An Ocean Isle Beach woman has pleaded guilty in connection with a June 2014 stabbing that required the female victim to be airlifted to the hospital.
Elizabeth Michelle Grig, 26, of Erin Place, pleaded guilty Wednesday morning in Brunswick County Superior Court to assault with a deadly weapon with intent to kill or inflicting serious injury. As part of her plea agreement, all other charges in the case, including an attempted first-degree murder charge, were dismissed by the state.
According to Assistant District Attorney Daniel Thurston, the incident happened on June 8, 2014, at the defendant’s grandmother’s Erin Place home in Ocean Isle Beach where she and the victim were living at the time,
Grig and another woman, who was 37 years old at the time of the incident, got into an altercation at the home. Grig stabbed the woman in the neck, then forced her underneath the house.
“It appears the confrontation was the result of a semi-roommate relationship,” Thursdon said. “The victim in this case…had been dating the defendant’s father. The defendant’s father had gone to jail and it appears that the defendant blamed the victim for her father’s [incarceration] – and no longer wanted her to be in the residence and required that [the victim] move out of her grandma’s house.”
The confrontation started when Grig threw all of the victim’s belongings out of the house. When law enforcement arrived at the home, Grig told deputies the victim was underneath the house. The victim was found unresponsive under the house. She was airlifted to New Hanover Regional Medical Center to be treated for a stab wound to her neck.
“The blade of the knife had broken off in the side of her neck,” Thurston said.
The victim remained in the hospital for five days. The North Carolina Victims Compensation Fund accrued $30,000 in medical expenses for the victim in the case, half of which was for the air transport to the hospital, Thurston said. The victim in the case was not present for Wednesday’s plea.
“The defendant showed a certain amount of remorse for her actions,” Thurston said.

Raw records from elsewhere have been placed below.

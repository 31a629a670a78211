//! Inbound messages (remote dispatcher → transport → core).
//!
//! Frames are normally tagged with `op`. The legacy `rpc-direct`,
//! `rpc-result` and `rpc-pub` names and `rid`/`method` field names are
//! accepted as aliases, and untagged frames are classified by shape.

use serde::de::Error as _;
use serde::{Deserialize, Deserializer, Serialize};
use serde_json::{Map, Value};

use crate::domain::correlation::RequestId;
use crate::error::DecodeError;

/// One inbound message.
#[derive(Debug, Clone, PartialEq, Serialize, Deserialize)]
#[serde(tag = "op", rename_all = "snake_case")]
pub enum InboundMessage {
    /// Recurring lifecycle delivery addressed to a listener ID.
    #[serde(alias = "rpc-direct")]
    Direct {
        #[serde(alias = "rid", deserialize_with = "wire_id")]
        id: RequestId,
        #[serde(default)]
        result: Value,
    },
    /// Settlement of a pending request.
    #[serde(alias = "rpc-result")]
    Result {
        #[serde(alias = "rid", deserialize_with = "wire_id")]
        id: RequestId,
        #[serde(default)]
        result: Value,
        #[serde(default)]
        error: Value,
    },
    /// Notification for every subscriber of the subject's topic.
    #[serde(alias = "rpc-pub")]
    Publish {
        #[serde(alias = "method")]
        subject: String,
        #[serde(default)]
        result: Value,
    },
}

impl InboundMessage {
    pub fn direct(id: impl Into<RequestId>, result: Value) -> Self {
        Self::Direct {
            id: id.into(),
            result,
        }
    }

    pub fn result(id: impl Into<RequestId>, result: Value, error: Value) -> Self {
        Self::Result {
            id: id.into(),
            result,
            error,
        }
    }

    pub fn publish(subject: impl Into<String>, result: Value) -> Self {
        Self::Publish {
            subject: subject.into(),
            result,
        }
    }

    /// Decode a raw frame.
    ///
    /// Untagged frames: an `id` plus an `error` key is a result, an `id`
    /// alone is a direct delivery, a `subject` without `id` is a publish.
    pub fn from_json(frame: &Value) -> Result<Self, DecodeError> {
        let obj = frame
            .as_object()
            .ok_or_else(|| DecodeError::Malformed("frame is not an object".into()))?;

        if obj.contains_key("op") {
            return serde_json::from_value(frame.clone())
                .map_err(|e| DecodeError::Malformed(e.to_string()));
        }

        let result = obj.get("result").cloned().unwrap_or(Value::Null);

        if let Some(id) = identifier(obj) {
            return Ok(match obj.get("error") {
                Some(error) => Self::result(id, result, error.clone()),
                None => Self::direct(id, result),
            });
        }

        match obj.get("subject").or_else(|| obj.get("method")) {
            Some(Value::String(subject)) => Ok(Self::publish(subject.clone(), result)),
            _ => Err(DecodeError::Malformed(
                "frame carries neither an identifier nor a subject".into(),
            )),
        }
    }

    pub fn kind(&self) -> &'static str {
        match self {
            Self::Direct { .. } => "direct",
            Self::Result { .. } => "result",
            Self::Publish { .. } => "publish",
        }
    }
}

/// Identifiers are non-empty strings or numbers on every path.
fn id_from_value(value: &Value) -> Option<RequestId> {
    match value {
        Value::String(s) if !s.is_empty() => Some(RequestId::new(s.clone())),
        Value::Number(n) => Some(RequestId::new(n.to_string())),
        _ => None,
    }
}

fn identifier(obj: &Map<String, Value>) -> Option<RequestId> {
    id_from_value(obj.get("id").or_else(|| obj.get("rid"))?)
}

fn wire_id<'de, D: Deserializer<'de>>(deserializer: D) -> Result<RequestId, D::Error> {
    let value = Value::deserialize(deserializer)?;
    id_from_value(&value)
        .ok_or_else(|| D::Error::custom("identifier must be a non-empty string or a number"))
}
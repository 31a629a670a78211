//! Typed node client.
//!
//! Names the node operations a host actually uses. Payloads are built here;
//! results stay opaque JSON.

use serde_json::{json, Value};
use std::sync::Arc;

use crate::domain::correlation::RequestId;
use crate::error::MuxError;
use crate::service::{Multiplexer, SubscriptionCall};

pub const GET_BLOCK: &str = "getBlockRequest";
pub const GET_TRANSACTIONS_BY_ADDRESSES: &str = "getTransactionsByAddressesRequest";
pub const GET_UTXOS_BY_ADDRESSES: &str = "getUtxosByAddressesRequest";
pub const SUBMIT_TRANSACTION: &str = "submitTransactionRequest";
pub const GET_VIRTUAL_SELECTED_PARENT_BLUE_SCORE: &str = "getVirtualSelectedParentBlueScoreRequest";

pub const NOTIFY_CHAIN_CHANGED: &str = "notifyChainChangedRequest";
pub const NOTIFY_BLOCK_ADDED: &str = "notifyBlockAddedRequest";
pub const NOTIFY_VIRTUAL_SELECTED_PARENT_BLUE_SCORE_CHANGED: &str =
    "notifyVirtualSelectedParentBlueScoreChangedRequest";
pub const NOTIFY_UTXOS_CHANGED: &str = "notifyUtxosChangedRequest";

/// Node RPC client over a shared [`Multiplexer`].
#[derive(Clone)]
pub struct NodeRpc {
    mux: Arc<Multiplexer>,
}

impl NodeRpc {
    pub fn new(mux: Arc<Multiplexer>) -> Self {
        Self { mux }
    }

    pub fn multiplexer(&self) -> &Arc<Multiplexer> {
        &self.mux
    }

    /// Generic request; resolves with the remote result.
    pub async fn request(&self, method: &str, data: Value) -> Result<Value, MuxError> {
        self.mux.call(method, data).await
    }

    pub async fn get_block(&self, hash: &str) -> Result<Value, MuxError> {
        self.request(
            GET_BLOCK,
            json!({ "hash": hash, "includeBlockVerboseData": true }),
        )
        .await
    }

    pub async fn get_transactions_by_addresses(
        &self,
        starting_block_hash: &str,
        addresses: &[String],
    ) -> Result<Value, MuxError> {
        self.request(
            GET_TRANSACTIONS_BY_ADDRESSES,
            json!({ "startingBlockHash": starting_block_hash, "addresses": addresses }),
        )
        .await
    }

    pub async fn get_utxos_by_addresses(&self, addresses: &[String]) -> Result<Value, MuxError> {
        self.request(GET_UTXOS_BY_ADDRESSES, json!({ "addresses": addresses })).await
    }

    /// Submit a transaction; `tx` is forwarded unchanged.
    pub async fn submit_transaction(&self, tx: Value) -> Result<Value, MuxError> {
        self.request(SUBMIT_TRANSACTION, tx).await
    }

    pub async fn get_virtual_selected_parent_blue_score(&self) -> Result<Value, MuxError> {
        self.request(GET_VIRTUAL_SELECTED_PARENT_BLUE_SCORE, json!({})).await
    }

    // ── Subscriptions ───────────────────────────────────────────────────────

    pub async fn subscribe<F>(
        &self,
        subject: &str,
        data: Value,
        callback: F,
    ) -> Result<SubscriptionCall, MuxError>
    where
        F: Fn(&Value) + Send + Sync + 'static,
    {
        self.mux.subscribe(subject, data, callback).await
    }

    pub fn unsubscribe(&self, subject: &str, id: Option<&str>) -> usize {
        self.mux.unsubscribe(subject, id)
    }

    pub async fn subscribe_chain_changed<F>(
        &self,
        callback: F,
    ) -> Result<SubscriptionCall, MuxError>
    where
        F: Fn(&Value) + Send + Sync + 'static,
    {
        self.subscribe(NOTIFY_CHAIN_CHANGED, json!({}), callback).await
    }

    pub async fn subscribe_block_added<F>(&self, callback: F) -> Result<SubscriptionCall, MuxError>
    where
        F: Fn(&Value) + Send + Sync + 'static,
    {
        self.subscribe(NOTIFY_BLOCK_ADDED, json!({}), callback).await
    }

    pub async fn subscribe_virtual_selected_parent_blue_score_changed<F>(
        &self,
        callback: F,
    ) -> Result<SubscriptionCall, MuxError>
    where
        F: Fn(&Value) + Send + Sync + 'static,
    {
        self.subscribe(
            NOTIFY_VIRTUAL_SELECTED_PARENT_BLUE_SCORE_CHANGED,
            json!({}),
            callback,
        )
        .await
    }

    pub async fn subscribe_utxos_changed<F>(
        &self,
        addresses: &[String],
        callback: F,
    ) -> Result<SubscriptionCall, MuxError>
    where
        F: Fn(&Value) + Send + Sync + 'static,
    {
        self.subscribe(
            NOTIFY_UTXOS_CHANGED,
            json!({ "addresses": addresses }),
            callback,
        )
        .await
    }

    /// Drop one UTXO subscriber, or all of them with `None`.
    pub fn unsubscribe_utxos_changed(&self, id: Option<&str>) -> usize {
        self.unsubscribe(NOTIFY_UTXOS_CHANGED, id)
    }

    // ── Lifecycle ───────────────────────────────────────────────────────────

    pub async fn on_connect<F>(&self, callback: F) -> Result<RequestId, MuxError>
    where
        F: Fn(&Value) + Send + Sync + 'static,
    {
        self.mux.on_connect(callback).await
    }

    pub async fn on_disconnect<F>(&self, callback: F) -> Result<RequestId, MuxError>
    where
        F: Fn(&Value) + Send + Sync + 'static,
    {
        self.mux.on_disconnect(callback).await
    }

    pub async fn on_connect_failure<F>(&self, callback: F) -> Result<RequestId, MuxError>
    where
        F: Fn(&Value) + Send + Sync + 'static,
    {
        self.mux.on_connect_failure(callback).await
    }

    pub async fn on_error<F>(&self, callback: F) -> Result<RequestId, MuxError>
    where
        F: Fn(&Value) + Send + Sync + 'static,
    {
        self.mux.on_error(callback).await
    }

    pub async fn disconnect(&self) -> Result<(), MuxError> {
        self.mux.disconnect().await
    }
}
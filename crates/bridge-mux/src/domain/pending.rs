//! Pending Request Store - the correlation registry.
//!
//! Maps correlation IDs to the one waiter of each in-flight request.
//!
//! Flow:
//! 1. Caller calls `register()` to get an ID and a oneshot receiver
//! 2. Caller sends the outbound envelope carrying that ID
//! 3. The inbound side calls `settle()` when the result arrives
//! 4. Caller awaits the receiver
//!
//! An entry is removed from the map *before* its waiter is notified, so a
//! request is settled at most once no matter how often its ID comes back.

use dashmap::mapref::entry::Entry;
use dashmap::DashMap;
use serde_json::Value;
use std::sync::{Arc, Weak};
use std::time::{Duration, Instant};
use tokio::sync::oneshot;
use tracing::{debug, warn};

use crate::domain::correlation::{IdGenerator, RequestId};
use crate::error::{MuxError, RemoteError};
use crate::metrics::MuxMetrics;

/// What a waiter receives.
pub type Settlement = Result<Value, MuxError>;

/// A request waiting for its result.
struct PendingRequest {
    sender: oneshot::Sender<Settlement>,
    created_at: Instant,
    method: String,
    timeout: Option<Duration>,
}

impl PendingRequest {
    fn is_expired(&self, now: Instant) -> bool {
        self.timeout
            .is_some_and(|timeout| now.duration_since(self.created_at) > timeout)
    }
}

/// Correlation registry: exactly one pending waiter per in-flight ID.
pub struct PendingRequestStore {
    pending: DashMap<RequestId, PendingRequest>,
    generator: Arc<dyn IdGenerator>,
    /// `None` keeps requests until they are settled.
    default_timeout: Option<Duration>,
    metrics: Arc<MuxMetrics>,
}

impl PendingRequestStore {
    pub fn new(
        generator: Arc<dyn IdGenerator>,
        default_timeout: Option<Duration>,
        metrics: Arc<MuxMetrics>,
    ) -> Self {
        Self {
            pending: DashMap::new(),
            generator,
            default_timeout,
            metrics,
        }
    }

    /// Register a pending request and get a receiver for its settlement.
    ///
    /// The returned ID is never shared with another live entry; a colliding
    /// ID from the generator is discarded and a new one drawn.
    pub fn register(
        &self,
        method: &str,
        timeout: Option<Duration>,
    ) -> (RequestId, oneshot::Receiver<Settlement>) {
        let (tx, rx) = oneshot::channel();

        let request_id = loop {
            let candidate = self.generator.next_id();
            match self.pending.entry(candidate) {
                Entry::Occupied(slot) => {
                    warn!(request_id = %slot.key(), "Generated ID already pending, drawing again");
                }
                Entry::Vacant(slot) => {
                    let request_id = slot.key().clone();
                    slot.insert(PendingRequest {
                        sender: tx,
                        created_at: Instant::now(),
                        method: method.to_string(),
                        timeout: timeout.or(self.default_timeout),
                    });
                    break request_id;
                }
            }
        };

        MuxMetrics::incr(&self.metrics.requests_registered);
        debug!(request_id = %request_id, method = method, "Registered pending request");

        (request_id, rx)
    }

    /// Settle a pending request.
    ///
    /// Returns `true` if an entry was found (and is now gone). Unknown IDs
    /// return `false` and change nothing.
    pub fn settle(&self, request_id: &str, outcome: Result<Value, RemoteError>) -> bool {
        let Some((request_id, pending)) = self.pending.remove(request_id) else {
            // Late, duplicate and foreign deliveries all land here and are
            // dropped. A double delivery from a faulty remote is
            // indistinguishable from a stale one; tighten this into an
            // error if the remote ever guarantees exactly-once results.
            MuxMetrics::incr(&self.metrics.unknown_correlations);
            warn!(request_id = request_id, "Result for unknown or settled request ID");
            return false;
        };

        let elapsed = pending.created_at.elapsed();
        let rejected = outcome.is_err();
        let settlement = outcome.map_err(MuxError::Remote);

        match pending.sender.send(settlement) {
            Ok(()) => {
                if rejected {
                    MuxMetrics::incr(&self.metrics.requests_rejected);
                } else {
                    MuxMetrics::incr(&self.metrics.requests_settled);
                }
                debug!(
                    request_id = %request_id,
                    method = %pending.method,
                    rejected = rejected,
                    response_time_ms = elapsed.as_millis() as u64,
                    "Settled pending request"
                );
            }
            Err(_) => {
                MuxMetrics::incr(&self.metrics.requests_abandoned);
                debug!(
                    request_id = %request_id,
                    method = %pending.method,
                    "Pending request waiter dropped before settlement"
                );
            }
        }
        true
    }

    /// Remove requests older than their timeout, rejecting their waiters
    /// with [`MuxError::Expired`]. Returns the number removed.
    pub fn remove_expired(&self) -> usize {
        let now = Instant::now();
        let expired: Vec<RequestId> = self
            .pending
            .iter()
            .filter(|entry| entry.value().is_expired(now))
            .map(|entry| entry.key().clone())
            .collect();

        let mut removed = 0;
        for request_id in expired {
            // A settle may have won the race since the scan.
            let Some((request_id, pending)) = self
                .pending
                .remove_if(&request_id, |_, request| request.is_expired(now))
            else {
                continue;
            };

            let elapsed_ms = now.duration_since(pending.created_at).as_millis() as u64;
            warn!(
                request_id = %request_id,
                method = %pending.method,
                elapsed_ms = elapsed_ms,
                "Removing expired pending request"
            );
            let _ = pending.sender.send(Err(MuxError::Expired {
                request_id,
                method: pending.method,
                elapsed_ms,
            }));
            MuxMetrics::incr(&self.metrics.requests_expired);
            removed += 1;
        }

        removed
    }

    /// Drop a pending request without settling it. Its waiter observes
    /// [`MuxError::Closed`].
    pub fn cancel(&self, request_id: &str) -> bool {
        if self.pending.remove(request_id).is_some() {
            MuxMetrics::incr(&self.metrics.requests_abandoned);
            true
        } else {
            false
        }
    }

    pub fn pending_count(&self) -> usize {
        self.pending.len()
    }

    pub fn is_pending(&self, request_id: &str) -> bool {
        self.pending.contains_key(request_id)
    }

    /// Method name a pending request was issued for.
    pub fn method_of(&self, request_id: &str) -> Option<String> {
        self.pending.get(request_id).map(|r| r.method.clone())
    }
}

/// Background task that periodically sweeps expired requests.
///
/// Ends on its own once the store has been dropped.
pub async fn expiry_sweeper(store: Weak<PendingRequestStore>, interval: Duration) {
    let mut ticker = tokio::time::interval(interval);
    ticker.set_missed_tick_behavior(tokio::time::MissedTickBehavior::Skip);

    loop {
        ticker.tick().await;
        let Some(store) = store.upgrade() else {
            debug!("Pending request store dropped, stopping expiry sweeper");
            break;
        };
        let removed = store.remove_expired();
        if removed > 0 {
            debug!(removed = removed, "Swept expired pending requests");
        }
    }
}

Attorney Mike Ramos, who represented Grig in the case, said Grig has substantial psychological issues and has been hospitalized “numerous times,” adding that she was suffering from “severe psychosis” at the time of the incident.
Superior Court Judge Richard Brown sentenced Grig 67 to 93 months in the N.C. Department of Corrections with credit for 667 days served in the Brunswick County Jail. He also ordered Grig to pay $30,000 in restitution. She will receive a psychological evaluation and medical treatment while in prison.